Restate each entry word for word, leaving nothing out.

::::::::

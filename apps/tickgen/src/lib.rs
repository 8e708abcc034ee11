#![cfg_attr(
    test,
    allow(
        clippy::unwrap_used,
        clippy::expect_used,
        clippy::float_cmp,
        clippy::too_many_lines,
        clippy::needless_pass_by_value,
        clippy::default_trait_access,
        clippy::items_after_statements
    )
)]

//! Tickgen - Synthetic Market Tick Generator
//!
//! Simulates a continuous stream of realistic per-symbol price/volume/bid/ask
//! ticks at a configurable target rate, using a mean-reverting stochastic
//! price walk, and delivers each tick to a pluggable sink (structured logging
//! or a machbase-neo style HTTP write endpoint).
//!
//! # Layers (inside → outside)
//!
//! - **Domain**: Pure data types and math, no I/O
//!   - `tick`: The tick record handed to sinks
//!   - `walk`: Per-symbol stochastic state and the price/volume model
//!
//! - **Application**: Use cases and port definitions
//!   - `ports`: The sink interface adapters must implement
//!   - `generator`: Batch scheduler and generator lifecycle
//!
//! - **Infrastructure**: Adapters and external integrations
//!   - `config`: Environment-driven settings
//!   - `http`: Batching HTTP append sink
//!   - `stats`: Throughput reporting
//!   - `telemetry`: Tracing subscriber setup
//!
//! # Data Flow
//!
//! ```text
//! ┌─────────────┐     ┌──────────────┐     ┌─────────────────────┐
//! │  Generator  │────▶│   callback   │────▶│  Sink (log / HTTP)  │───▶ DB
//! │  (1 task)   │     │  (in-line)   │     └─────────────────────┘
//! └─────────────┘     └──────────────┘
//! ```
//!
//! A slow sink throttles the generator directly: emission is synchronous
//! within the generator task and there is no internal queue between them.

#![forbid(unsafe_code)]
#![warn(missing_docs)]
#![warn(clippy::pedantic)]

// =============================================================================
// Module Declarations
// =============================================================================

/// Domain layer - Pure tick types and the stochastic model.
pub mod domain;

/// Application layer - Generator service and port definitions.
pub mod application;

/// Infrastructure layer - Adapters and external integrations.
pub mod infrastructure;

// =============================================================================
// Re-exports
// =============================================================================

// Domain types
pub use domain::tick::Tick;
pub use domain::walk::{SymbolState, SymbolStateConfig};

// Application types
pub use application::generator::{
    GeneratorConfig, TickGenerator, TimestampPolicy, randomized_interval,
};
pub use application::ports::{CountingSink, SinkError, TickSink, VecSink};

// Infrastructure types
pub use infrastructure::config::{Settings, SinkKind};
pub use infrastructure::http::{HttpSink, HttpSinkConfig};
pub use infrastructure::stats::{EmissionCounter, ThroughputReporter};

::::::::

REPLY TO THE TASK:
filename apps/tickgen/src/lib.rs
repository 8e708abcc034ee11
#![cfg_attr(
    test,
    allow(
        clippy::unwrap_used,
        clippy::expect_used,
        clippy::float_cmp,
        clippy::too_many_lines,
        clippy::needless_pass_by_value,
        clippy::default_trait_access,
        clippy::items_after_statements
    )
)]

//! Tickgen - Synthetic Market Tick Generator
//!
//! Simulates a continuous stream of realistic per-symbol price/volume/bid/ask
//! ticks at a configurable target rate, using a mean-reverting stochastic
//! price walk, and delivers each tick to a pluggable sink (structured logging
//! or a machbase-neo style HTTP write endpoint).
//!
//! # Layers (inside → outside)
//!
//! - **Domain**: Pure data types and math, no I/O
//!   - `tick`: The tick record handed to sinks
//!   - `walk`: Per-symbol stochastic state and the price/volume model
//!
//! - **Application**: Use cases and port definitions
//!   - `ports`: The sink interface adapters must implement
//!   - `generator`: Batch scheduler and generator lifecycle
//!
//! - **Infrastructure**: Adapters and external integrations
//!   - `config`: Environment-driven settings
//!   - `http`: Batching HTTP append sink
//!   - `stats`: Throughput reporting
//!   - `telemetry`: Tracing subscriber setup
//!
//! # Data Flow
//!
//! ```text
//! ┌─────────────┐     ┌──────────────┐     ┌─────────────────────┐
//! │  Generator  │────▶│   callback   │────▶│  Sink (log / HTTP)  │───▶ DB
//! │  (1 task)   │     │  (in-line)   │     └─────────────────────┘
//! └─────────────┘     └──────────────┘
//! ```
//!
//! A slow sink throttles the generator directly: emission is synchronous
//! within the generator task and there is no internal queue between them.

#![forbid(unsafe_code)]
#![warn(missing_docs)]
#![warn(clippy::pedantic)]

// =============================================================================
// Module Declarations
// =============================================================================

/// Domain layer - Pure tick types and the stochastic model.
pub mod domain;

/// Application layer - Generator service and port definitions.
pub mod application;

/// Infrastructure layer - Adapters and external integrations.
pub mod infrastructure;

// =============================================================================
// Re-exports
// =============================================================================

// Domain types
pub use domain::tick::Tick;
pub use domain::walk::{SymbolState, SymbolStateConfig};

// Application types
pub use application::generator::{
    GeneratorConfig, TickGenerator, TimestampPolicy, randomized_interval,
};
pub use application::ports::{CountingSink, SinkError, TickSink, VecSink};

// Infrastructure types
pub use infrastructure::config::{Settings, SinkKind};
pub use infrastructure::http::{HttpSink, HttpSinkConfig};
pub use infrastructure::stats::{EmissionCounter, ThroughputReporter};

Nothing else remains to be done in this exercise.